PART 1 -  REPRESENTATION AND WARRANTY FROM THE COMPANY AND PROMOTERS

REPRESENTATIONS AND WARRANTIES

Prior to the execution and delivery of this Agreement, the Company and the Promoters, have together delivered to the Investor a disclosure schedule with numbered sections corresponding to the relevant sections in this Agreement (the “Disclosure Schedule” as set out in Annexure 3).

Any exception or qualification set forth in the Disclosure Schedule with respect to a particular representation or warranty contained in this Agreement, shall be deemed to be an exception or qualification with respect to all other applicable representations and warranties contained in this Agreement, but only where the relevance of such disclosure to such other representations or warranties is reasonably apparent from the text of such disclosure.

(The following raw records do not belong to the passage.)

impl BatchPipeline {
    pub fn new(
        router: Router,
        catalog: RegionCatalog,
        catchment: CatchmentAggregator,
        datasets: DatasetsConfig,
        observer: Arc<dyn ProgressObserver>,
    ) -> Self {
        let mut router = router;
        router.set_observer(Arc::clone(&observer));
        Self {
            router,
            catalog,
            catchment,
            datasets,
            highway: None,
            geocoder: None,
            cities: None,
            observer,
        }
    }

    pub fn with_highway(mut self, locator: Arc<dyn HighwayLocator>, radius_km: f64) -> Self {
        self.highway = Some((locator, radius_km));
        self
    }

    pub fn with_geocoder(mut self, geocoder: Arc<dyn ReverseGeocoder>) -> Self {
        self.geocoder = Some(geocoder);
        self
    }

    pub fn with_cities(mut self, cities: CityDatabase, max_distance_km: f64) -> Self {
        self.cities = Some((cities, max_distance_km));
        self
    }

    pub fn set_observer(&mut self, observer: Arc<dyn ProgressObserver>) {
        self.router.set_observer(Arc::clone(&observer));
        self.observer = observer;
    }

    /// Evaluate a batch. Fails only on invalid input; per-site problems end up in the logs.
    pub async fn run(
        &mut self,
        sites: &[Site],
        airports: &[Facility],
        seaports: &[Facility],
        options: &RunOptions,
    ) -> Result<RunOutput, PipelineError> {
        validate_inputs(sites, airports, seaports)?;
        let pacing = options.rate_limiter()?;
        self.router.set_pacing(pacing);

        info!(
            "Evaluating {} sites against {} airports and {} seaports",
            sites.len(),
            airports.len(),
            seaports.len()
        );

        let total = sites.len();
        let mut records = Vec::with_capacity(total);
        let mut logs = Vec::with_capacity(total);

        for (i, site) in sites.iter().enumerate() {
            let (record, log) = self.process_site(site, airports, seaports, options).await;
            records.push(record);
            logs.push(log);
            self.observer
                .notify(&format!("Processed {}/{}", i + 1, total));
        }

        let output = RunOutput {
            records,
            logs,
            call_count: self.router.call_count(),
            cache: self.router.cache().stats(),
        };
        info!(
            "Run complete: {} provider calls, {} cached routes",
            output.call_count, output.cache.entries
        );
        Ok(output)
    }

    async fn process_site(
        &mut self,
        site: &Site,
        airports: &[Facility],
        seaports: &[Facility],
        options: &RunOptions,
    ) -> (SiteRecord, SiteLog) {
        let mut record = SiteRecord::new(
            &site.project_id,
            &site.site_id,
            &site.name,
            site.latitude,
            site.longitude,
        );
        let mut log = SiteLog::new(&site.site_id);
        debug!("Processing {} ({})", site.name, site.coordinate());

        for &step in Step::all() {
            let outcome = match step {
                Step::Regions => {
                    self.enrich_regions(site, &mut record, &mut log, options).await;
                    Ok(())
                }
                Step::Airport => {
                    let resolution = self.resolve(site, airports, options).await;
                    record_resolution(step, resolution, &mut record.airport, &mut log)
                }
                Step::Seaport => {
                    let resolution = self.resolve(site, seaports, options).await;
                    record_resolution(step, resolution, &mut record.seaport, &mut log)
                }
                Step::Highway => self.highway_step(site, &mut record, &mut log, options).await,
                Step::Reference => self.reference_step(site, &mut record, &mut log, options).await,
                Step::City => self.city_step(site, &mut record, &mut log, options).await,
                Step::Catchment => {
                    self.catchment_step(site, &mut record, &mut log, options).await;
                    Ok(())
                }
            };

            if let Err(e) = outcome {
                warn!("{}: {} aborted: {}", site.site_id, step, e);
                log.abort(step, format!("{}; remaining steps skipped", e));
                break;
            }
        }

        (record, log)
    }

    async fn resolve(&mut self, site: &Site, candidates: &[Facility], options: &RunOptions) -> Resolution {
        NearestNeighborResolver::new(options.top_n)
            .resolve(&mut self.router, site.coordinate(), candidates)
            .await
    }

    /// National admin units first, then reverse geocoding if nothing matched, then NUTS
    async fn enrich_regions(
        &mut self,
        site: &Site,
        record: &mut SiteRecord,
        log: &mut SiteLog,
        options: &RunOptions,
    ) {
        let point = site.coordinate();

        for source in &self.datasets.admin {
            let field = match source.level {
                RegionLevel::AdminRegion => &mut record.region,
                RegionLevel::AdminCounty => &mut record.county,
                RegionLevel::AdminMunicipality => &mut record.municipality,
                RegionLevel::Nuts2 | RegionLevel::Nuts3 => continue,
            };
            if field.is_found() {
                continue;
            }
            *field = match self.catalog.index(source).await {
                Some(index) => Lookup::from_option(
                    index
                        .lookup(point.lat, point.lon)
                        .map(|b| RegionEntry::from_area(&b.area)),
                ),
                None => {
                    log.error(Step::Regions, format!("{} dataset unavailable", source.name));
                    Lookup::Failed(format!("{} dataset unavailable", source.name))
                }
            };
        }

        let admin_hit = [&record.municipality, &record.county, &record.region]
            .iter()
            .any(|f| f.is_found());
        if !admin_hit && options.enrich_osm_admin {
            if let Some(geocoder) = &self.geocoder {
                match geocoder.reverse(point).await {
                    Ok(address) => {
                        let fill = |field: &mut Lookup<RegionEntry>, entry: RegionEntry| {
                            *field = if entry.is_empty() {
                                Lookup::NotFound
                            } else {
                                Lookup::Found(entry)
                            };
                        };
                        fill(&mut record.municipality, address.municipality);
                        fill(&mut record.county, address.county);
                        fill(&mut record.region, address.region);
                    }
                    Err(e) => {
                        log.error(Step::Regions, format!("Reverse geocoding failed: {}", e));
                        for field in [&mut record.municipality, &mut record.county, &mut record.region] {
                            *field = Lookup::Failed(e.to_string());
                        }
                    }
                }
            }
        }

        if options.enrich_nuts {
            for (source, field) in [
                (&self.datasets.nuts2, &mut record.nuts2),
                (&self.datasets.nuts3, &mut record.nuts3),
            ] {
                *field = match self.catalog.index(source).await {
                    Some(index) => Lookup::from_option(
                        index
                            .lookup(point.lat, point.lon)
                            .map(|b| RegionEntry::from_area(&b.area)),
                    ),
                    None => {
                        log.error(Step::Regions, format!("{} dataset unavailable", source.name));
                        Lookup::Failed(format!("{} dataset unavailable", source.name))
                    }
                };
            }
        }
    }

    async fn highway_step(
        &mut self,
        site: &Site,
        record: &mut SiteRecord,
        log: &mut SiteLog,
        options: &RunOptions,
    ) -> StepOutcome {
        if !options.include_highway {
            return Ok(());
        }
        let Some((locator, radius_km)) = self.highway.clone() else {
            return Ok(());
        };

        self.router.acquire_external().await;
        let access = match locator.nearest_access(site.coordinate(), radius_km).await {
            Ok(Some(access)) => access,
            Ok(None) => {
                log.info(format!("No highway access found within {}km", radius_km));
                record.highway = Lookup::NotFound;
                return Ok(());
            }
            Err(e) => {
                log.error(Step::Highway, format!("Highway lookup failed: {}", e));
                record.highway = Lookup::Failed(e.to_string());
                return Ok(());
            }
        };

        let name = access.display_name();
        match self.router.route(site.coordinate(), access.coordinate).await {
            Ok(leg) => {
                log.info(format!(
                    "Nearest highway: {}, {:.1} km, {:.0} min",
                    name, leg.distance_km, leg.duration_min
                ));
                record.highway = Lookup::Found(HighwayLeg {
                    name,
                    distance_km: leg.distance_km,
                    duration_min: Some(leg.duration_min),
                });
                Ok(())
            }
            Err(e) => {
                log.error(
                    Step::Highway,
                    format!(
                        "Routing to {} failed ({}); using straight-line distance {:.1} km",
                        name, e, access.straight_km
                    ),
                );
                record.highway = Lookup::Found(HighwayLeg {
                    name,
                    distance_km: crate::geodesy::round_to(access.straight_km, 2),
                    duration_min: None,
                });
                if e.is_fatal() {
                    Err(e)
                } else {
                    Ok(())
                }
            }
        }
    }

    async fn reference_step(
        &mut self,
        site: &Site,
        record: &mut SiteRecord,
        log: &mut SiteLog,
        options: &RunOptions,
    ) -> StepOutcome {
        if !options.include_reference {
            return Ok(());
        }
        let reference = &options.reference;
        match self.router.route(site.coordinate(), reference.coordinate()).await {
            Ok(leg) => {
                record.reference = Lookup::Found(leg);
                Ok(())
            }
            Err(e) => {
                log.error(
                    Step::Reference,
                    format!("Routing to {} failed: {}", reference.name, e),
                );
                record.reference = Lookup::Failed(e.to_string());
                if e.is_fatal() {
                    Err(e)
                } else {
                    Ok(())
                }
            }
        }
    }

    async fn city_step(
        &mut self,
        site: &Site,
        record: &mut SiteRecord,
        log: &mut SiteLog,
        options: &RunOptions,
    ) -> StepOutcome {
        if !options.include_city {
            return Ok(());
        }
        let Some((db, max_km)) = &self.cities else {
            return Ok(());
        };

        let Some((city, _)) = db.nearest(site.coordinate(), *max_km) else {
            log.info(format!("No nearby city found within {}km", max_km.trunc() as i64));
            record.city = Lookup::NotFound;
            return Ok(());
        };
        let (name, population, destination) = (city.name.clone(), city.population, city.coordinate());

        match self.router.route(site.coordinate(), destination).await {
            Ok(leg) => {
                log.info(format!(
                    "Nearest city: {} ({} pop), {:.1} km, {:.0} min",
                    name,
                    thousands(population),
                    leg.distance_km,
                    leg.duration_min
                ));
                record.city = Lookup::Found(CityLeg {
                    name,
                    population: Some(population),
                    route: Some(leg),
                });
                Ok(())
            }
            Err(e) => {
                log.error(Step::City, format!("Routing to {} failed: {}", name, e));
                record.city = Lookup::Found(CityLeg {
                    name,
                    population: Some(population),
                    route: None,
                });
                if e.is_fatal() {
                    Err(e)
                } else {
                    Ok(())
                }
            }
        }
    }

    async fn catchment_step(
        &mut self,
        site: &Site,
        record: &mut SiteRecord,
        log: &mut SiteLog,
        options: &RunOptions,
    ) {
        if !options.include_catchment {
            return;
        }
        let index = self.catalog.index(&self.datasets.nuts3).await;
        let result = self
            .catchment
            .try_aggregate(
                index.as_deref(),
                site.coordinate(),
                options.catchment_radius_km,
                options.stats_year,
            )
            .await;

        record.catchment = match result {
            Ok(catchment) => {
                log.info(format!(
                    "Catchment: {} people in {} regions within {}km ({})",
                    thousands(catchment.total_population.max(0) as u64),
                    catchment.regions.len(),
                    options.radius_label(),
                    catchment.data_year
                ));
                Lookup::Found(catchment)
            }
            Err(e) => {
                log.error(Step::Catchment, e.to_string());
                Lookup::Failed(e.to_string())
            }
        };
    }

    /// Drop every memoized route
    pub fn clear_cache(&mut self) {
        info!("Clearing {} cached routes", self.router.cache().len());
        self.router.clear_cache();
    }

    pub fn cache_stats(&self) -> CacheStats {
        self.router.cache().stats()
    }

    /// Forget loaded region datasets and load every configured one again
    pub async fn reload_datasets(&mut self) -> Vec<DatasetSummary> {
        let sources = self.datasets.all();
        self.catalog.reload(&sources).await
    }

    pub fn dataset_status(&self) -> Vec<DatasetSummary> {
        self.catalog.status()
    }

    /// One uncached routing call to check the provider is reachable
    pub async fn test_routing(&self, origin: Coordinate) -> Result<RouteLeg, RoutingError> {
        self.router.check_connection(origin).await
    }
}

The Company and the Promoters (for themselves and on behalf of the SMC Group Companies) are hereinafter referred to as “Warrantors”.

1             
The Promoters, jointly and severally, represent and warrant to the Investor as follows:
 
1.1  
Binding Agreement.
 
i)  
Each of the Promoters have the full legal right, power, authority and capacity to execute, deliver and fully perform such Promoter’s obligations under this Agreement and any documents contemplated hereby to which any of Promoters is a party according to their respective terms.
 
ii)  
This Agreement and any documents contemplated hereby to which any of Promoters is a party have been duly executed and delivered by such Promoter and constitute the legal, valid and binding agreement of such Promoter enforceable against such Promoter in accordance with its terms, except to the extent that: (a) such enforcement may be subject to bankruptcy, insolvency, reorganization, moratorium or other similar laws now or hereafter in effect relating to creditor’s rights generally, and (b) the remedy of specific performance or injunctive and other forms of equitable relief may be subject to equitable defenses and to the discretion of the court before which any proceeding therefore may be brought.
 
1.2  
Bankruptcy. No Bankruptcy Matter of any character affecting all or any of the Promoters are pending or threatened, and none of the Promoters have made any assignment for the benefit of creditors or taken any action in contemplation of, or which would constitute the basis for any Bankruptcy Matter.
 
1.3  
Non-Contravention. The execution, delivery and performance by all and any of the Promoters of this Agreement and the documents contemplated hereby (with or without the giving of notice, the lapse of time, or both) and the consummation by each of the Promoters of the transactions contemplated hereby or thereby do not: (a) other than for Clause 2.5 hereof require the consent of any third party; (b) conflict with, result in a breach of, or constitute a default under, any Applicable Law; (c) violate any agreement, indenture, instrument, note, mortgage, lease, license, franchise, permit or other authorization, right, restriction or obligation to which any of the Promoters is a party or by which any of the Promoters may be bound; (d) violate any order, injunction judgment or decree of any Government Authority by which any of the Promoters may be bound; (e) constitute an act of bankruptcy, preference, insolvency or fraudulent conveyance under any bankruptcy act or other Applicable Law for the protection of debtors or creditors; or (f) conflict with or result in any breach or violation of the terms, conditions or provisions of the Charter Documents (defined below). None of the Promoters is a party to, or bound by, any agreement or commitment that prohibits or restricts the execution and delivery by any of the Promoters of this Agreement or the consummation of the transactions contemplated hereby.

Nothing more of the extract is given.